PROBLEM
In the entries below, the word "center" appears on some lines. Copy each of those lines.

(Data records)
◆ ◆ ◆ ◆

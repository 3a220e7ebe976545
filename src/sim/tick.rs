//! Per-frame simulation step
//!
//! Fixed ordering each frame: player, animation clock, respawn, formation,
//! projectiles, alien fire, explosions, collisions, end conditions.

use glam::Vec2;

use super::entities::{Owner, PLAYER_COLOR, Projectile};
use super::explosion::{ALIEN_BURST, Explosion, PLAYER_BURST};
use super::geometry::{Bounded, intersects};
use super::state::{GamePhase, GameState};

impl GameState {
    /// Advance the simulation by `dt` seconds
    ///
    /// Does nothing unless playing and unpaused. The caller is responsible
    /// for clamping `dt` (see [`crate::consts::MAX_FRAME_DT`]).
    pub fn update(&mut self, dt: f32) {
        if self.phase != GamePhase::Playing || self.paused {
            return;
        }

        let canvas = self.tuning.canvas;
        self.player.update(dt, self.input, canvas.width);
        self.anim_time_ms += dt * 1000.0;
        self.update_respawn(dt);
        self.update_formation(dt);
        self.update_projectiles(dt);
        self.update_alien_fire(dt);
        self.update_explosions(dt);
        self.resolve_collisions();
        self.check_end_conditions();
    }

    fn update_respawn(&mut self, dt: f32) {
        if self.player_visible || self.respawn_timer <= 0.0 {
            return;
        }
        self.respawn_timer = (self.respawn_timer - dt).max(0.0);
        if self.respawn_timer == 0.0 && self.player.lives() > 0 {
            let canvas = self.tuning.canvas;
            self.player
                .reset_position(canvas.width, canvas.height, self.tuning.player.bottom_margin);
            self.player_visible = true;
            log::debug!("Player respawned ({} lives)", self.player.lives());
        }
    }

    /// Slide the formation; bounce and drop on the frame the leading edge
    /// is touched
    fn update_formation(&mut self, dt: f32) {
        let width = self.tuning.canvas.width;
        let dir = self.formation_dir;
        let step = Vec2::new(dir * self.formation_speed * dt, 0.0);

        let mut any_alive = false;
        let mut hit_edge = false;
        for alien in self.aliens.iter_mut().filter(|a| a.is_alive()) {
            any_alive = true;
            alien.translate(step);
            let bounds = alien.bounds();
            // Only the edge we are heading toward counts; aliens still past
            // the edge we just bounced off must not bounce again
            if (dir > 0.0 && bounds.right() >= width) || (dir < 0.0 && bounds.left() <= 0.0) {
                hit_edge = true;
            }
        }

        if any_alive && hit_edge {
            self.formation_dir = -self.formation_dir;
            let drop = Vec2::new(0.0, self.tuning.formation.drop);
            for alien in self.aliens.iter_mut().filter(|a| a.is_alive()) {
                alien.translate(drop);
            }
        }
    }

    fn update_projectiles(&mut self, dt: f32) {
        let height = self.tuning.canvas.height;
        for shot in self.player_shots.iter_mut().chain(self.alien_shots.iter_mut()) {
            shot.update(dt, height);
        }
        self.player_shots.retain(Projectile::is_active);
        self.alien_shots.retain(Projectile::is_active);
    }

    fn update_alien_fire(&mut self, dt: f32) {
        self.alien_fire_timer -= dt * 1000.0;
        if self.alien_fire_timer > 0.0 {
            return;
        }

        let alive = self.alive_alien_count();
        if alive == 0 {
            return;
        }

        let pick = self.rng.pick_index(alive);
        let Some(shooter) = self.aliens.iter().filter(|a| a.is_alive()).nth(pick) else {
            return;
        };

        let p = &self.tuning.projectiles;
        let shot = Projectile::new(
            shooter.gun(p.width),
            Vec2::new(p.width, p.height),
            self.tuning.alien_shot_speed(self.level),
            Owner::Alien,
        );
        self.alien_shots.push(shot);

        self.alien_fire_cooldown = self.tuning.alien_fire_cooldown_ms(self.level);
        self.alien_fire_timer = self.alien_fire_cooldown;
    }

    fn update_explosions(&mut self, dt: f32) {
        for explosion in &mut self.explosions {
            explosion.update(dt);
        }
        self.explosions.retain(|e| !e.is_finished());
    }

    /// Each shot resolves at most one hit per frame
    fn resolve_collisions(&mut self) {
        for shot in self.player_shots.iter_mut().filter(|s| s.is_active()) {
            let Some(alien) = self
                .aliens
                .iter_mut()
                .find(|a| a.is_alive() && intersects(&*shot, &**a))
            else {
                continue;
            };

            shot.deactivate();
            let points = alien.kill();
            self.score += points as u64;
            log::debug!(
                "Alien ({}, {}) destroyed for {} points",
                alien.row(),
                alien.col(),
                points
            );
            self.explosions.push(Explosion::burst(
                alien.bounds().center(),
                &ALIEN_BURST,
                alien.palette().body,
                self.rng.as_mut(),
            ));
        }

        for shot in self.alien_shots.iter_mut().filter(|s| s.is_active()) {
            if !self.player_visible || !intersects(&*shot, &self.player) {
                continue;
            }

            shot.deactivate();
            self.explosions.push(Explosion::burst(
                self.player.bounds().center(),
                &PLAYER_BURST,
                PLAYER_COLOR,
                self.rng.as_mut(),
            ));
            let lives = self.player.lose_life();
            self.player_visible = false;
            self.respawn_timer = self.tuning.player.respawn_secs;
            log::debug!("Player hit, {} lives left", lives);
        }
    }

    fn check_end_conditions(&mut self) {
        let player_top = self.player.pos().y;
        let invaded = self
            .alive_aliens()
            .any(|a| a.bounds().bottom() >= player_top);
        let next = self
            .phase
            .evaluated(self.alive_alien_count(), invaded, self.player.lives());

        if next != self.phase {
            match next {
                GamePhase::Win => log::info!("Level {} cleared, score {}", self.level, self.score),
                GamePhase::GameOver => log::info!(
                    "Game over at level {} (score {}, invaded: {})",
                    self.level,
                    self.score,
                    invaded
                ),
                _ => {}
            }
            self.phase = next;
        }
    }
}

◆ ◆ ◆ ◆

ANSWER AREA
                alien.bounds().center(),
                self.player.bounds().center(),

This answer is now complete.